November 2 – The Morris worm, the first computer worm distributed via the Internet, written by Robert Tappan Morris, is launched from Massachusetts Institute of Technology in the U.S.
November 3 – 1988 Maldives coup attempt: The People's Liberation Organisation of Tamil Eelam, a Sri Lankan Tamil militant group, attempts to overthrow the Maldivian government. At the request of President Maumoon Abdul Gayoom, the Indian military suppresses the coup attempt within 24 hours.
November 6 – The 1988 Lancang–Gengma earthquakes kills at least 938 people when it strikes the China–Myanmar border region in Yunnan.
November 8 – The United States Vice-president and Republican nominee George H. W. Bush defeats the Democratic nominee and Governor of Massachusetts, Michael Dukakis, in the 1988 United States Presidential Election.
November 15
In the Soviet Union, the uncrewed Shuttle Buran is launched by an Energia rocket on its maiden orbital spaceflight (the first and last space flight for the shuttle).
Israeli–Palestinian conflict: An independent State of Palestine is proclaimed at the Palestinian National Council meeting in Algiers, by a vote of 253–46.
The first Fairtrade label, Max Havelaar, is launched by Nico Roozen, Frans van der Hoff and ecumenical development agency Solidaridad in the Netherlands.
November 16
Singing Revolution: The Supreme Soviet of the Estonian SSR adopts the Estonian Sovereignty Declaration in which the laws of the Estonian SSR are declared supreme over those of the Soviet Union.
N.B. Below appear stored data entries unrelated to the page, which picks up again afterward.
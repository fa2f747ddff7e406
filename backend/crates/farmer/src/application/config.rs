//! Application Configuration
//!
//! Configuration for the farmer registry application layer.

use crate::domain::value_objects::DEFAULT_MAX_HEIGHT;
use std::time::Duration;

/// Farmer application configuration
#[derive(Debug, Clone)]
pub struct FarmerConfig {
    /// Highest height a farmer may report (200,000)
    pub max_height: u64,
    /// How long an online listing may be served from cache; `None` disables caching
    pub online_cache_ttl: Option<Duration>,
}

impl Default for FarmerConfig {
    fn default() -> Self {
        Self {
            max_height: DEFAULT_MAX_HEIGHT,
            online_cache_ttl: None,
        }
    }
}

impl FarmerConfig {
    /// Create config for development (no caching, so changes show up at once)
    pub fn development() -> Self {
        Self::default()
    }

    pub fn with_max_height(self, max_height: u64) -> Self {
        Self { max_height, ..self }
    }

    pub fn with_online_cache_ttl(self, ttl: Duration) -> Self {
        Self {
            online_cache_ttl: Some(ttl),
            ..self
        }
    }

    /// Get cache TTL as a chrono duration, if caching is on
    pub fn online_cache_ttl_delta(&self) -> Option<chrono::Duration> {
        self.online_cache_ttl
            .map(|ttl| chrono::Duration::from_std(ttl).unwrap_or(chrono::Duration::MAX))
    }
}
The USSR declares it unconstitutional on November 26. It is the first declaration of sovereignty from Moscow of any Soviet or Eastern Bloc entity.
In the first open election in more than a decade, voters in Pakistan choose populist candidate Benazir Bhutto to be Prime Minister. Elections are held as planned despite head of state Zia-ul-Haq's death earlier in August.
November 23 – Former Korean president Chun Doo-hwan makes a formal apology for corruption during his presidency, announcing he will go into exile.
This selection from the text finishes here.